Jamie Bekyarovich: I’ll describe our sound as very traditional, like ’80s metal. We all have different influences though so it sounds very different because everyone is contributing differently. There’s a lot of metal attributes in there with solos, drum fills, and stuff like that.
Luc Michael Mascioli: I would say our sound is a lot like ’80s metal and ’70s metal as well. We have influences from Black Sabbath to Led Zeppelin, and sort of like Rush. We love writing solos and stuff like that and highlighting each individual instrument so each has its own part.
Sleaze Roxx: Revolution had a number of vocalists before you finalized this line-up. Tell us a little bit about the prior singers and what happened to them.
Greg Ciligot: Jamie and I originally started the band, we’ve been playing together since like grade 6 or grade 7 — for a long time. We originally found a singer in our school and we played in front of our school with the singer.

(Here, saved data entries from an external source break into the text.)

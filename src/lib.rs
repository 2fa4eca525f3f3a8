//! # Metaballs
//!
//! Particle rain drawn as merged soft blobs.
//!
//! Every particle is a soft radial sprite. The sprites are blended into an
//! offscreen float target so overlapping sprites build up field intensity;
//! a second pass maps that intensity through a few hard or feathered
//! thresholds into flat colour bands, which is what makes neighbouring
//! blobs melt into one silhouette.
//!
//! ## Quick Start
//!
//! ```ignore
//! use metaballs::prelude::*;
//!
//! fn main() -> Result<(), RunError> {
//!     MetaballsApp::new(Settings::rain())
//!         .with_title("Rain")
//!         .run()
//! }
//! ```
//!
//! ## Variants
//!
//! One simulator covers all the demos. They differ only in [`Settings`]:
//!
//! | Preset | Respawn | Obstacle |
//! |--------|---------|----------|
//! | [`Settings::rain`] | top edge | none |
//! | [`Settings::fountain`] | pointer | none |
//! | [`Settings::label`] | top edge | box around a text label |
//! | [`Settings::tilted_line`] | top edge | rotating line |
//!
//! Settings load from JSON ([`Settings::from_json_file`]); missing fields fall
//! back to the rain preset.
//!
//! ## Headless use
//!
//! [`Metaballs`] runs without a renderer. This is how the tests drive it, and
//! where a host ends up when no GPU adapter is available.
//!
//! ```ignore
//! let mut m = Metaballs::new(Settings::fountain(), Viewport::new(800.0, 600.0, 1.0), 7);
//! m.pointer().set(Vec2::new(400.0, 300.0));
//! m.frame(16.0, 16.0)?;
//! ```
//!
//! ## Logging
//!
//! The crate logs through `tracing` with the targets `gpu`, `label`,
//! `config` and `app`. It never installs a subscriber.

pub mod app;
pub mod config;
pub mod error;
pub mod gpu;
pub mod label;
pub mod metaballs;
pub mod obstacle;
#[cfg(feature = "egui")]
pub mod panel;
pub mod particles;
pub mod pointer;
pub mod ramp;
pub mod shaders;
pub mod simulation;
pub mod time;
pub mod uniforms;
pub mod viewport;

pub use app::MetaballsApp;
pub use config::{
    EdgeBounce, Falloff, Grain, Integration, Look, ObstacleKind, Respawn, Settings, SettingsDiff, SimConfig,
    VelocityRange, MAX_SCALE_FACTOR,
};
pub use error::{ConfigError, FontError, GpuError, RunError, ShaderError};
pub use glam::{Vec2, Vec3};
pub use label::{LabelFont, LabelMask};
pub use metaballs::Metaballs;
pub use obstacle::{ExclusionBox, Obstacle, RotatingLine};
pub use particles::Particles;
pub use pointer::PointerState;
pub use ramp::{Band, ThresholdRamp};
pub use simulation::Simulator;
pub use time::FrameClock;
pub use viewport::{TargetPlan, Viewport};

/// Convenient re-exports for common usage.
///
/// ```ignore
/// use metaballs::prelude::*;
/// ```
pub mod prelude {
    pub use crate::app::MetaballsApp;
    pub use crate::config::{Falloff, Grain, Look, ObstacleKind, Respawn, Settings, SimConfig, VelocityRange};
    pub use crate::error::RunError;
    pub use crate::label::LabelFont;
    pub use crate::metaballs::Metaballs;
    pub use crate::ramp::{rgb8, Band, ThresholdRamp};
    pub use crate::viewport::Viewport;
    pub use crate::{Vec2, Vec3};
    #[cfg(feature = "egui")]
    pub use egui;
}
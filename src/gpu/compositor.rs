use crate::config::Look;
use crate::label::LabelMask;
use crate::particles::Particles;
use crate::uniforms::{CompositeUniform, LabelUniform, SpriteUniform};
use crate::viewport::{TargetPlan, Viewport};

use super::composite_pass::CompositePass;
use super::label_pass::LabelPass;
use super::resources::OffscreenTarget;
use super::sprite_pass::SpritePass;
use super::GpuContext;

/// Per-frame values that are not part of the persistent state.
#[derive(Debug, Clone, Copy, Default, PartialEq)]
pub struct FrameInput {
    /// Milliseconds since start; drives animated grain.
    pub elapsed_ms: f32,
    /// Blit the raw offscreen target instead of the thresholded composite.
    pub debug_view: bool,
}

/// Owns the offscreen target and runs the sprite, composite and label passes.
pub struct Compositor {
    ctx: GpuContext,
    viewport: Viewport,
    plan: TargetPlan,
    target: OffscreenTarget,
    sprite: SpritePass,
    composite: CompositePass,
    label: LabelPass,
    look: Look,
    radius: f32,
}

impl Compositor {
    pub fn new(ctx: GpuContext, viewport: Viewport, look: &Look, radius: f32, capacity: usize) -> Self {
        let device = &ctx.device;
        let plan = TargetPlan::new(&viewport);
        let format = ctx.capabilities.target_format();
        let target = OffscreenTarget::new(device, plan.size(), format);

        let sprite = SpritePass::new(
            device,
            format,
            look.falloff,
            &SpriteUniform::new(&viewport, radius),
            capacity,
        );
        let composite = CompositePass::new(
            device,
            ctx.surface_format(),
            &target,
            &viewport,
            &CompositeUniform::new(&viewport, &look.grain, 0.0),
            &look.ramp.to_uniform(),
        );
        let label = LabelPass::new(
            device,
            ctx.surface_format(),
            &LabelUniform::new(&viewport, look.label_tint),
        );

        Self {
            ctx,
            viewport,
            plan,
            target,
            sprite,
            composite,
            label,
            look: look.clone(),
            radius,
        }
    }

    pub fn context(&self) -> &GpuContext {
        &self.ctx
    }

    pub fn target_size(&self) -> (u32, u32) {
        self.target.size()
    }

    pub fn target_format(&self) -> wgpu::TextureFormat {
        self.target.format()
    }

    /// Bumped every time the offscreen target is reallocated.
    pub fn target_generation(&self) -> u64 {
        self.plan.generation()
    }

    /// Reallocate size-dependent resources.
    ///
    /// The target is only recreated when the physical size changes, so
    /// repeating a resize is free.
    pub fn resize(&mut self, viewport: Viewport) {
        self.viewport = viewport;
        self.ctx.resize_surface(viewport.physical_size());

        if self.plan.update(&viewport) {
            // Old target is destroyed when replaced.
            self.target = OffscreenTarget::new(&self.ctx.device, self.plan.size(), self.target.format());
            self.composite.bind_target(&self.ctx.device, &self.target);
        }

        let queue = &self.ctx.queue;
        self.sprite.write_uniform(queue, &SpriteUniform::new(&viewport, self.radius));
        self.label.write_uniform(queue, &LabelUniform::new(&viewport, self.look.label_tint));
        self.composite.set_viewport(queue, &viewport);
        self.label.set_viewport(queue, &viewport);
    }

    /// Sprite edge length changed.
    pub fn set_radius(&mut self, radius: f32) {
        self.radius = radius;
        self.sprite.write_uniform(&self.ctx.queue, &SpriteUniform::new(&self.viewport, radius));
    }

    /// Apply render tunables. Only a falloff change rebuilds a pipeline.
    pub fn apply_look(&mut self, look: &Look) {
        if look.falloff != self.sprite.falloff() {
            self.sprite.rebuild(&self.ctx.device, look.falloff);
        }
        let queue = &self.ctx.queue;
        self.composite.write_ramp(queue, &look.ramp.to_uniform());
        self.label.write_uniform(queue, &LabelUniform::new(&self.viewport, look.label_tint));
        self.look = look.clone();
    }

    /// Replace or remove the label texture.
    pub fn set_label(&mut self, mask: Option<&LabelMask>) {
        match mask {
            Some(mask) => self.label.set_mask(&self.ctx.device, &self.ctx.queue, mask, &self.viewport),
            None => self.label.clear_mask(),
        }
    }

    /// Upload positions and draw one frame.
    pub fn render(&mut self, particles: &Particles, frame: FrameInput) -> Result<(), wgpu::SurfaceError> {
        self.render_with(particles, frame, |_, _, _, _| {})
    }

    /// Draw one frame, then let `overlay` record extra work on the surface
    /// view before submission.
    pub fn render_with<F>(
        &mut self,
        particles: &Particles,
        frame: FrameInput,
        overlay: F,
    ) -> Result<(), wgpu::SurfaceError>
    where
        F: FnOnce(&wgpu::Device, &wgpu::Queue, &mut wgpu::CommandEncoder, &wgpu::TextureView),
    {
        let output = self.ctx.surface.get_current_texture()?;
        let view = output.texture.create_view(&wgpu::TextureViewDescriptor::default());

        let device = &self.ctx.device;
        let queue = &self.ctx.queue;

        self.sprite.upload(device, queue, particles);
        self.composite.write_uniform(
            queue,
            &CompositeUniform::new(&self.viewport, &self.look.grain, frame.elapsed_ms),
        );

        let mut encoder = device.create_command_encoder(&wgpu::CommandEncoderDescriptor {
            label: Some("Frame Encoder"),
        });

        self.sprite.draw(&mut encoder, &self.target);
        self.composite.draw(&mut encoder, &view, self.look.background, frame.debug_view);
        self.label.draw(&mut encoder, &view);
        overlay(device, queue, &mut encoder, &view);

        queue.submit(std::iter::once(encoder.finish()));
        output.present();
        Ok(())
    }
}
//! Particle storage.
//!
//! Positions and velocities live in two parallel, densely packed `f32` arrays
//! (`[x0, y0, x1, y1, ...]`). The position array is uploaded to the GPU as one
//! contiguous block every frame and doubles as the per-instance offset buffer
//! of the sprite pass.

use glam::Vec2;

/// Structure-of-arrays particle set.
///
/// Both arrays always hold exactly `2 * len()` floats; indices `2i` and `2i + 1`
/// address particle `i`.
#[derive(Debug, Clone, Default, PartialEq)]
pub struct Particles {
    positions: Vec<f32>,
    velocities: Vec<f32>,
}

impl Particles {
    /// Create an empty particle set.
    pub fn new() -> Self {
        Self::default()
    }

    /// Create a set with `count` particles produced by `spawn(index)`.
    pub fn from_fn(count: usize, mut spawn: impl FnMut(usize) -> (Vec2, Vec2)) -> Self {
        let mut particles = Self {
            positions: Vec::with_capacity(count * 2),
            velocities: Vec::with_capacity(count * 2),
        };
        for i in 0..count {
            let (position, velocity) = spawn(i);
            particles.push(position, velocity);
        }
        particles
    }

    /// Number of particles.
    #[inline]
    pub fn len(&self) -> usize {
        self.positions.len() / 2
    }

    /// Whether the set holds no particles.
    #[inline]
    pub fn is_empty(&self) -> bool {
        self.positions.is_empty()
    }

    /// Append a particle.
    pub fn push(&mut self, position: Vec2, velocity: Vec2) {
        self.positions.extend_from_slice(&[position.x, position.y]);
        self.velocities.extend_from_slice(&[velocity.x, velocity.y]);
    }

    /// Grow or shrink to `count` particles.
    ///
    /// Existing particles keep their state; new ones come from `spawn(index)`.
    pub fn resize_with(&mut self, count: usize, mut spawn: impl FnMut(usize) -> (Vec2, Vec2)) {
        if count <= self.len() {
            self.positions.truncate(count * 2);
            self.velocities.truncate(count * 2);
            return;
        }
        for i in self.len()..count {
            let (position, velocity) = spawn(i);
            self.push(position, velocity);
        }
    }

    #[inline]
    pub fn position(&self, index: usize) -> Vec2 {
        Vec2::new(self.positions[index * 2], self.positions[index * 2 + 1])
    }

    #[inline]
    pub fn velocity(&self, index: usize) -> Vec2 {
        Vec2::new(self.velocities[index * 2], self.velocities[index * 2 + 1])
    }

    #[inline]
    pub fn set_position(&mut self, index: usize, position: Vec2) {
        self.positions[index * 2] = position.x;
        self.positions[index * 2 + 1] = position.y;
    }

    #[inline]
    pub fn set_velocity(&mut self, index: usize, velocity: Vec2) {
        self.velocities[index * 2] = velocity.x;
        self.velocities[index * 2 + 1] = velocity.y;
    }

    /// Packed positions, two floats per particle.
    pub fn positions(&self) -> &[f32] {
        &self.positions
    }

    /// Packed velocities, two floats per particle.
    pub fn velocities(&self) -> &[f32] {
        &self.velocities
    }

    /// Position array as raw bytes; this is what the sprite pass uploads.
    pub fn position_bytes(&self) -> &[u8] {
        bytemuck::cast_slice(&self.positions)
    }

    /// Iterate over `(position, velocity)` pairs.
    pub fn iter(&self) -> impl Iterator<Item = (Vec2, Vec2)> + '_ {
        (0..self.len()).map(move |i| (self.position(i), self.velocity(i)))
    }
}
//! Boundary to the provisioning layer
//!
//! Creating buckets and keys is someone else's job. The policy core only
//! needs two things from that layer: the address of a resource, and a way to
//! attach a document to it the moment the document first has a statement.

use super::iam::SharedDocument;
use super::validation::{AccountId, ResourceName};
use parking_lot::Mutex;
use serde::{Deserialize, Serialize};
use tracing::debug;

/// Kind of resource a policy is attached to
#[derive(Debug, Clone, Copy, PartialEq, Eq, Hash, PartialOrd, Ord, Serialize, Deserialize)]
#[serde(rename_all = "lowercase")]
pub enum ResourceKind {
    /// KMS key (policy lives on the key itself)
    Key,
    /// S3 bucket (policy attached through a bucket policy)
    Bucket,
}

/// Reference to a named resource
#[derive(Debug, Clone, PartialEq, Eq, Hash, PartialOrd, Ord, Serialize, Deserialize)]
pub struct ResourceRef {
    pub kind: ResourceKind,
    pub name: ResourceName,
}

impl ResourceRef {
    pub fn key(name: ResourceName) -> Self {
        ResourceRef {
            kind: ResourceKind::Key,
            name,
        }
    }

    pub fn bucket(name: ResourceName) -> Self {
        ResourceRef {
            kind: ResourceKind::Bucket,
            name,
        }
    }
}

impl std::fmt::Display for ResourceRef {
    fn fmt(&self, f: &mut std::fmt::Formatter<'_>) -> std::fmt::Result {
        match self.kind {
            ResourceKind::Key => write!(f, "key '{}'", self.name),
            ResourceKind::Bucket => write!(f, "bucket '{}'", self.name),
        }
    }
}

/// ARN-equivalent address of a resource
#[derive(Debug, Clone, PartialEq, Eq, Hash, Serialize, Deserialize)]
pub struct ResourceAddress(String);

impl ResourceAddress {
    pub fn new(arn: impl Into<String>) -> Self {
        ResourceAddress(arn.into())
    }

    /// Address of every object below this resource (`<arn>/*`)
    pub fn objects(&self) -> String {
        format!("{}/*", self.0)
    }

    pub fn as_str(&self) -> &str {
        &self.0
    }
}

impl std::fmt::Display for ResourceAddress {
    fn fmt(&self, f: &mut std::fmt::Formatter<'_>) -> std::fmt::Result {
        write!(f, "{}", self.0)
    }
}

/// Account that owns a provisioned resource
#[derive(Debug, Clone, PartialEq, Eq, Serialize, Deserialize)]
pub struct AccountRoot {
    pub partition: String,
    pub account_id: AccountId,
}

impl AccountRoot {
    /// ARN of the account's root user
    pub fn arn(&self) -> String {
        self.account_id.root_arn(&self.partition)
    }
}

/// Handle to the association between a document and its resource
#[derive(Debug, Clone, PartialEq, Eq, Serialize, Deserialize)]
pub struct AttachmentHandle {
    /// Name of the attachment (`<bucket>-policy` for bucket policies)
    pub name: String,
    /// Resource the document is attached to
    pub target: ResourceRef,
}

/// Provisioning collaborator
///
/// Errors are opaque to the policy core and surface unchanged to whoever
/// issued the grant.
pub trait Provisioner: Send + Sync {
    /// Resolve the address embedded in statements for `resource`
    fn resource_address(&self, resource: &ResourceRef) -> anyhow::Result<ResourceAddress>;

    /// Account (and partition) `resource` is provisioned in
    fn account_root(&self, resource: &ResourceRef) -> anyhow::Result<AccountRoot>;

    /// Attach `document` to `resource`
    ///
    /// Called exactly once per resource, when its document first gains a
    /// statement. `document` is live: later grants show up in it.
    fn on_first_grant(
        &self,
        resource: &ResourceRef,
        document: SharedDocument,
    ) -> anyhow::Result<AttachmentHandle>;
}

/// Attachment recorded by [`MemoryProvisioner`]
#[derive(Debug, Clone)]
pub struct Attachment {
    pub handle: AttachmentHandle,
    pub document: SharedDocument,
}

/// In-process provisioner that synthesizes ARNs and records attachments
///
/// Used by plan evaluation and tests; nothing leaves the process.
#[derive(Debug)]
pub struct MemoryProvisioner {
    partition: String,
    region: String,
    account_id: AccountId,
    attachments: Mutex<Vec<Attachment>>,
}

impl MemoryProvisioner {
    pub fn new(
        partition: impl Into<String>,
        region: impl Into<String>,
        account_id: AccountId,
    ) -> Self {
        MemoryProvisioner {
            partition: partition.into(),
            region: region.into(),
            account_id,
            attachments: Mutex::new(Vec::new()),
        }
    }

    pub fn account_id(&self) -> &AccountId {
        &self.account_id
    }

    pub fn partition(&self) -> &str {
        &self.partition
    }

    /// Every attachment so far, in attachment order
    pub fn attachments(&self) -> Vec<Attachment> {
        self.attachments.lock().clone()
    }

    /// Attachment made for `resource`, if any
    pub fn attachment_for(&self, resource: &ResourceRef) -> Option<Attachment> {
        self.attachments
            .lock()
            .iter()
            .find(|a| &a.handle.target == resource)
            .cloned()
    }
}

impl Provisioner for MemoryProvisioner {
    fn resource_address(&self, resource: &ResourceRef) -> anyhow::Result<ResourceAddress> {
        let arn = match resource.kind {
            ResourceKind::Bucket => format!("arn:{}:s3:::{}", self.partition, resource.name),
            ResourceKind::Key => format!(
                "arn:{}:kms:{}:{}:key/{}",
                self.partition, self.region, self.account_id, resource.name
            ),
        };
        Ok(ResourceAddress::new(arn))
    }

    fn account_root(&self, _resource: &ResourceRef) -> anyhow::Result<AccountRoot> {
        Ok(AccountRoot {
            partition: self.partition.clone(),
            account_id: self.account_id.clone(),
        })
    }

    fn on_first_grant(
        &self,
        resource: &ResourceRef,
        document: SharedDocument,
    ) -> anyhow::Result<AttachmentHandle> {
        let mut attachments = self.attachments.lock();
        if attachments.iter().any(|a| &a.handle.target == resource) {
            anyhow::bail!("{} already has a policy attached", resource);
        }

        let name = match resource.kind {
            ResourceKind::Bucket => format!("{}-policy", resource.name),
            ResourceKind::Key => resource.name.to_string(),
        };
        let handle = AttachmentHandle {
            name,
            target: resource.clone(),
        };

        debug!("Recorded attachment {} for {}", handle.name, resource);
        attachments.push(Attachment {
            handle: handle.clone(),
            document,
        });
        Ok(handle)
    }
}
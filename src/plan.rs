//! Declarative plans
//!
//! A plan is a TOML file naming the keys, the buckets encrypted with them and
//! the grants to apply, in order:
//!
//! ```toml
//! account_id = "123456789012"
//! region = "us-east-1"
//!
//! [[keys]]
//! name = "data-key"
//!
//! [[buckets]]
//! name = "logs"
//! key = "data-key"
//!
//! [[grants]]
//! bucket = "logs"
//! access = "read-write"
//! principal = { aws = ["111111111111"] }
//!
//! [[grants]]
//! key = "data-key"
//! capability = "decrypt"
//! principal = { service = ["logs.amazonaws.com"] }
//! ```
//!
//! Evaluation builds every facade, applies every grant in file order and then
//! reads the resulting documents, so each document reflects the whole plan.

use crate::core::iam::{Capability, PolicyDocument, Principal};
use crate::core::provision::{AttachmentHandle, Provisioner, ResourceAddress, ResourceRef};
use crate::core::validation::{AccountId, ResourceName};
use crate::error::{PolicyError, Result};
use crate::kms::{Key, KeyArgs};
use crate::s3::{BucketEncryption, EncryptedBucket};
use serde::{Deserialize, Serialize};
use std::collections::HashMap;
use std::path::Path;
use std::sync::Arc;
use tracing::{debug, info};

fn default_partition() -> String {
    "aws".to_string()
}

/// Top-level plan file
#[derive(Debug, Clone, Serialize, Deserialize)]
#[serde(deny_unknown_fields)]
pub struct Plan {
    /// Account that owns every key
    pub account_id: AccountId,

    /// Region keys live in
    pub region: String,

    /// ARN partition
    #[serde(default = "default_partition")]
    pub partition: String,

    #[serde(default)]
    pub keys: Vec<KeySpec>,

    #[serde(default)]
    pub buckets: Vec<BucketSpec>,

    #[serde(default)]
    pub grants: Vec<GrantSpec>,
}

#[derive(Debug, Clone, Serialize, Deserialize)]
#[serde(deny_unknown_fields)]
pub struct KeySpec {
    pub name: ResourceName,
}

#[derive(Debug, Clone, Serialize, Deserialize)]
#[serde(deny_unknown_fields)]
pub struct BucketSpec {
    pub name: ResourceName,
    /// Name of the key the bucket encrypts with
    pub key: ResourceName,
}

/// Access level of a bucket grant
#[derive(Debug, Clone, Copy, PartialEq, Eq, Serialize, Deserialize)]
#[serde(rename_all = "kebab-case")]
pub enum BucketAccess {
    ReadOnly,
    ReadWrite,
}

/// One grant; exactly one of `bucket` or `key` is set
#[derive(Debug, Clone, Serialize, Deserialize)]
#[serde(deny_unknown_fields)]
pub struct GrantSpec {
    #[serde(default, skip_serializing_if = "Option::is_none")]
    pub bucket: Option<ResourceName>,

    /// Required with `bucket`
    #[serde(default, skip_serializing_if = "Option::is_none")]
    pub access: Option<BucketAccess>,

    #[serde(default, skip_serializing_if = "Option::is_none")]
    pub key: Option<ResourceName>,

    /// Required with `key`: `encrypt` or `decrypt`
    #[serde(default, skip_serializing_if = "Option::is_none")]
    pub capability: Option<String>,

    pub principal: Principal,
}

enum GrantTarget<'a> {
    Bucket(&'a ResourceName, BucketAccess),
    Key(&'a ResourceName, Capability),
}

impl GrantSpec {
    fn target(&self) -> Result<GrantTarget<'_>> {
        match (&self.bucket, &self.key) {
            (Some(bucket), None) => {
                if self.capability.is_some() {
                    return Err(PolicyError::InvalidGrant(format!(
                        "grant on bucket '{}' takes `access`, not `capability`",
                        bucket
                    )));
                }
                let access = self.access.ok_or_else(|| {
                    PolicyError::InvalidGrant(format!("grant on bucket '{}' needs `access`", bucket))
                })?;
                Ok(GrantTarget::Bucket(bucket, access))
            }
            (None, Some(key)) => {
                if self.access.is_some() {
                    return Err(PolicyError::InvalidGrant(format!(
                        "grant on key '{}' takes `capability`, not `access`",
                        key
                    )));
                }
                let capability = self.capability.as_deref().ok_or_else(|| {
                    PolicyError::InvalidGrant(format!("grant on key '{}' needs `capability`", key))
                })?;
                Ok(GrantTarget::Key(key, capability.parse()?))
            }
            _ => Err(PolicyError::InvalidGrant(
                "grant must name exactly one of `bucket` or `key`".to_string(),
            )),
        }
    }
}

impl Plan {
    /// Parse a plan from TOML
    pub fn from_toml(source: &str) -> Result<Self> {
        Ok(toml::from_str(source)?)
    }

    /// Load a plan file
    pub fn load(path: impl AsRef<Path>) -> Result<Self> {
        let path = path.as_ref();
        debug!("Loading plan from {:?}", path);
        Self::from_toml(&std::fs::read_to_string(path)?)
    }

    /// Key arguments shared by every key in the plan
    fn key_args(&self) -> KeyArgs {
        KeyArgs::new(self.account_id.clone())
    }

    /// Build every resource, apply every grant, and collect the documents
    pub fn evaluate(&self, provisioner: Arc<dyn Provisioner>) -> Result<PlanOutput> {
        let mut keys: Vec<Key> = Vec::with_capacity(self.keys.len());
        let mut key_index: HashMap<&ResourceName, usize> = HashMap::new();
        for spec in &self.keys {
            if key_index.insert(&spec.name, keys.len()).is_some() {
                return Err(PolicyError::DuplicateResource(format!("key '{}'", spec.name)));
            }
            keys.push(Key::new(spec.name.clone(), self.key_args(), provisioner.clone())?);
        }

        let mut buckets: Vec<EncryptedBucket> = Vec::with_capacity(self.buckets.len());
        let mut bucket_index: HashMap<&ResourceName, usize> = HashMap::new();
        for spec in &self.buckets {
            let key = key_index
                .get(&spec.key)
                .map(|&i| &keys[i])
                .ok_or_else(|| PolicyError::UnknownKey(spec.key.to_string()))?;
            if bucket_index.insert(&spec.name, buckets.len()).is_some() {
                return Err(PolicyError::DuplicateResource(format!("bucket '{}'", spec.name)));
            }
            buckets.push(EncryptedBucket::new(spec.name.clone(), key, provisioner.clone())?);
        }

        for grant in &self.grants {
            match grant.target()? {
                GrantTarget::Bucket(name, access) => {
                    let bucket = bucket_index
                        .get(name)
                        .map(|&i| &mut buckets[i])
                        .ok_or_else(|| PolicyError::UnknownBucket(name.to_string()))?;
                    match access {
                        BucketAccess::ReadOnly => {
                            bucket.grant_read_only_to_principal(&grant.principal)?;
                        }
                        BucketAccess::ReadWrite => {
                            bucket.grant_read_write_to_principal(&grant.principal)?;
                        }
                    }
                }
                GrantTarget::Key(name, capability) => {
                    let key = key_index
                        .get(name)
                        .map(|&i| &keys[i])
                        .ok_or_else(|| PolicyError::UnknownKey(name.to_string()))?;
                    key.grant(capability, &grant.principal)?;
                }
            }
        }

        let mut resources = Vec::with_capacity(keys.len() + buckets.len());
        for key in &keys {
            resources.push(PlanResource {
                target: ResourceRef::key(key.name()),
                address: key.arn(),
                policy: key.document().map(|d| d.snapshot()),
                attachment: key.attachment(),
                encryption: None,
            });
        }
        for bucket in &buckets {
            resources.push(PlanResource {
                target: ResourceRef::bucket(bucket.name().clone()),
                address: bucket.arn().clone(),
                policy: bucket.document().map(|d| d.snapshot()),
                attachment: bucket.attachment().cloned(),
                encryption: Some(bucket.encryption().clone()),
            });
        }

        info!(
            "Evaluated plan: {} keys, {} buckets, {} grants",
            keys.len(),
            buckets.len(),
            self.grants.len()
        );
        Ok(PlanOutput { resources })
    }
}

/// Final state of one resource after plan evaluation
#[derive(Debug, Clone, Serialize)]
pub struct PlanResource {
    pub target: ResourceRef,
    pub address: ResourceAddress,
    /// `None` for a bucket nobody was granted access to
    pub policy: Option<PolicyDocument>,
    pub attachment: Option<AttachmentHandle>,
    #[serde(skip_serializing_if = "Option::is_none")]
    pub encryption: Option<BucketEncryption>,
}

/// Everything a plan produced, keys first, in declaration order
#[derive(Debug, Clone, Serialize)]
pub struct PlanOutput {
    pub resources: Vec<PlanResource>,
}

impl PlanOutput {
    /// Look up a resource by name
    pub fn find(&self, name: &str) -> Option<&PlanResource> {
        self.resources.iter().find(|r| r.target.name.as_str() == name)
    }

    /// Keep only the resource called `name`
    pub fn retain_named(&mut self, name: &str) {
        self.resources.retain(|r| r.target.name.as_str() == name);
    }

    /// Serialize the whole output as indented JSON
    pub fn to_json_pretty(&self) -> Result<String> {
        Ok(serde_json::to_string_pretty(self)?)
    }
}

Jamie Bekyarovich: He was unreliable.
Greg Ciligot: Yeah, he was unreliable — very unreliable. He wouldn’t show up at practices and stuff but he did show up for the show that we played in front of our school and it turned out to be pretty well. But then he left — well, we sort of kicked him out. He was really unreliable. So then we had a bass player at our school and he started playing with us. We liked him for a little bit, we actually played a couple of shows with him, and we did Supernova with him. He didn’t work out so then he sort of left the band and then Jamie found Luc and then he found Tyler (laughs) and that’s the line-up right now.
Sleaze Roxx: So how long has your current line-up been together?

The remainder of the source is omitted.